What to do ::
Your answer must consist of every line from the data below that includes the word "reason".

Saved entries:
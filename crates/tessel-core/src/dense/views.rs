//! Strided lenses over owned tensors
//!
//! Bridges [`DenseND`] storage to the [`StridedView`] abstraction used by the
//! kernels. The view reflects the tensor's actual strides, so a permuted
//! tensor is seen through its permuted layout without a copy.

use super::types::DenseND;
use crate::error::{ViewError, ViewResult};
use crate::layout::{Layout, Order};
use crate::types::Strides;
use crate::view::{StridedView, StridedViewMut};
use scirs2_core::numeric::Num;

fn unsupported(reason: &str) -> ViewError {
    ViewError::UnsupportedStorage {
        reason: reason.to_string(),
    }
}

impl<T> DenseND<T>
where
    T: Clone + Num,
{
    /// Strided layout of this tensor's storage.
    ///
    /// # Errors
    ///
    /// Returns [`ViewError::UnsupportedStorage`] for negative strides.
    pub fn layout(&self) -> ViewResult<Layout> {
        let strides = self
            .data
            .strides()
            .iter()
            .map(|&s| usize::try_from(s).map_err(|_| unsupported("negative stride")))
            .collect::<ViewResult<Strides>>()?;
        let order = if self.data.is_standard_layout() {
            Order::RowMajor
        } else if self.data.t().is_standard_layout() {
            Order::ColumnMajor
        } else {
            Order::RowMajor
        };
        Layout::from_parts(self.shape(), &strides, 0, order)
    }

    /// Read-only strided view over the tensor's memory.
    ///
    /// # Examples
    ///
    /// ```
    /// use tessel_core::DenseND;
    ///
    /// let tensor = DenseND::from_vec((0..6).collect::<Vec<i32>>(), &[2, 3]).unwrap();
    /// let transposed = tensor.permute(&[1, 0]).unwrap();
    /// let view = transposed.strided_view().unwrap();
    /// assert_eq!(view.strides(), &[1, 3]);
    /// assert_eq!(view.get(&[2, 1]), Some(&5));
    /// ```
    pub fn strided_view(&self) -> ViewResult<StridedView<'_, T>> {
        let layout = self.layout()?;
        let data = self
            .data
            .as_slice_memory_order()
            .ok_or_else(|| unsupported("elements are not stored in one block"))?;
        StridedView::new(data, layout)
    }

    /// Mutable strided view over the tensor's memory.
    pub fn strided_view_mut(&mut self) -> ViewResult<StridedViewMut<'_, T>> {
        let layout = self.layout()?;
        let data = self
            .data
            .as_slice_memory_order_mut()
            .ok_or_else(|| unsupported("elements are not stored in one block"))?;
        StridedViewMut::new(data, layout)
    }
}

Exercise result ::
fn unsupported(reason: &str) -> ViewError {
        reason: reason.to_string(),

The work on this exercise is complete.